**Aim of the exercise:**
Using the listing below, report all lines holding the word "Console".

**Information provided:**

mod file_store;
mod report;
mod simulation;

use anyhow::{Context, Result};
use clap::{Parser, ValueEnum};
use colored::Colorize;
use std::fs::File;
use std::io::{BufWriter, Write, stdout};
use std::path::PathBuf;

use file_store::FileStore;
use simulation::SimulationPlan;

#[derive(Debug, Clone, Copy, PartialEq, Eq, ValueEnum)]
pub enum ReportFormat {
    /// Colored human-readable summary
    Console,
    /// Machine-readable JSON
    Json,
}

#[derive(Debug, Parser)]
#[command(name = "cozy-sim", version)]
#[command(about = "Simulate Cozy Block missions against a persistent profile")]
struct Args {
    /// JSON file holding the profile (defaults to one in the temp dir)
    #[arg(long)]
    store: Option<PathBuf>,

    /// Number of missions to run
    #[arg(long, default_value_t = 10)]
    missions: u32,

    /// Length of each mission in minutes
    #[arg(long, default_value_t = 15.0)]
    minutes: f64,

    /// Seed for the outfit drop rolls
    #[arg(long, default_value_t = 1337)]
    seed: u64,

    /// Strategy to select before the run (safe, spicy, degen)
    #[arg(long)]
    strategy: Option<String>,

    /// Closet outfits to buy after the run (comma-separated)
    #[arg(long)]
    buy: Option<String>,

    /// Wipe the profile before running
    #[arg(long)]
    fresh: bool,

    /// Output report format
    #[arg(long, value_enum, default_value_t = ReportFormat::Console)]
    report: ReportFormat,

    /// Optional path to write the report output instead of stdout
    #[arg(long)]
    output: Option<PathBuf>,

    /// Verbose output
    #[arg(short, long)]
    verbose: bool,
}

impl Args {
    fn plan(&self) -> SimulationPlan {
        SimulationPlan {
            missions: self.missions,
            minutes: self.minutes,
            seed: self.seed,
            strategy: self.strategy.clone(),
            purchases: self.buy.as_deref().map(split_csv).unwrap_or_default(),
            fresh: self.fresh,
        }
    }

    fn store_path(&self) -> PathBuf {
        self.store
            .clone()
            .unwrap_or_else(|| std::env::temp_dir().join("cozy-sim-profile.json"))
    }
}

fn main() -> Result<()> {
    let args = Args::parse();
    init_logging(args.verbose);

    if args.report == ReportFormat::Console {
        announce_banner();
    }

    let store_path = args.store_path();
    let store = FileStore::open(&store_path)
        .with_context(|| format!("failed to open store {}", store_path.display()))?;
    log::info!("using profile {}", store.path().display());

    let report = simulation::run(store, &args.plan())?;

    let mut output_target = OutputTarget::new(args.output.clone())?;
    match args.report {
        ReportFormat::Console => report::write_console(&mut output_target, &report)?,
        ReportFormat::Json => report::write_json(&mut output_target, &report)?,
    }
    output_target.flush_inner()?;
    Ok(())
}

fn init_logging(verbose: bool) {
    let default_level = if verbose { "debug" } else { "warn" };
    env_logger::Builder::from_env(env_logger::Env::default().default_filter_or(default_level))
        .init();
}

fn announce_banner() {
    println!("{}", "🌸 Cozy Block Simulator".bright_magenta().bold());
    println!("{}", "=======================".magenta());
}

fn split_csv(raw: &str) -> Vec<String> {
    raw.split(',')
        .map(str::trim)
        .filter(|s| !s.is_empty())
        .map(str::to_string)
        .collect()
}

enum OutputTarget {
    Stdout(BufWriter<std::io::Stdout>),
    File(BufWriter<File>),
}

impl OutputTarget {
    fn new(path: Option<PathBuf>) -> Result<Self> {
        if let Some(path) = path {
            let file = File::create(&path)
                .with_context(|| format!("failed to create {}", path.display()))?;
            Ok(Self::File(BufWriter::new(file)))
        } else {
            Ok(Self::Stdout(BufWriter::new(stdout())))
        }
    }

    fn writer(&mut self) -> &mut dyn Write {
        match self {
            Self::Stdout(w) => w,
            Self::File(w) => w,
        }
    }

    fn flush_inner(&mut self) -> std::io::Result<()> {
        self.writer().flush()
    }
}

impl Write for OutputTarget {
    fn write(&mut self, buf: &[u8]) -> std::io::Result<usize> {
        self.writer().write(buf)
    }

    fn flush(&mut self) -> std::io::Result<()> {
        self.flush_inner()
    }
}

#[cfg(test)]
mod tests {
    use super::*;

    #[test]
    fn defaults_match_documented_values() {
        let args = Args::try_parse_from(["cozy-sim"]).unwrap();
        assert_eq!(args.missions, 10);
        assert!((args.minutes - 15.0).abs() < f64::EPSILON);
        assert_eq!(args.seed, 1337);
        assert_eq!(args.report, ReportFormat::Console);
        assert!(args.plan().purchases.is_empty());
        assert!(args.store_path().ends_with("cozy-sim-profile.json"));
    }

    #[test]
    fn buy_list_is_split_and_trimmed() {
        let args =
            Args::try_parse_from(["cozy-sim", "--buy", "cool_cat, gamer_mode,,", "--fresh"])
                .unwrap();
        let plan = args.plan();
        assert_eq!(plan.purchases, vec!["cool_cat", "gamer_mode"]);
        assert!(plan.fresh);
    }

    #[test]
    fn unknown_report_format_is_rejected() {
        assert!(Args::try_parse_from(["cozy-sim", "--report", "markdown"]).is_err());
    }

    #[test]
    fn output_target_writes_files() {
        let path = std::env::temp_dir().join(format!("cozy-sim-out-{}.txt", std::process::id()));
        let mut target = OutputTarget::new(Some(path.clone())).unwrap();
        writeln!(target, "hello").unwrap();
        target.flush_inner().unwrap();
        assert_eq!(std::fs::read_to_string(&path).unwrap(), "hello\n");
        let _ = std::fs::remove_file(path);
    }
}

**Response below:**
    Console,
    #[arg(long, value_enum, default_value_t = ReportFormat::Console)]
    if args.report == ReportFormat::Console {
        ReportFormat::Console => report::write_console(&mut output_target, &report)?,
        assert_eq!(args.report, ReportFormat::Console);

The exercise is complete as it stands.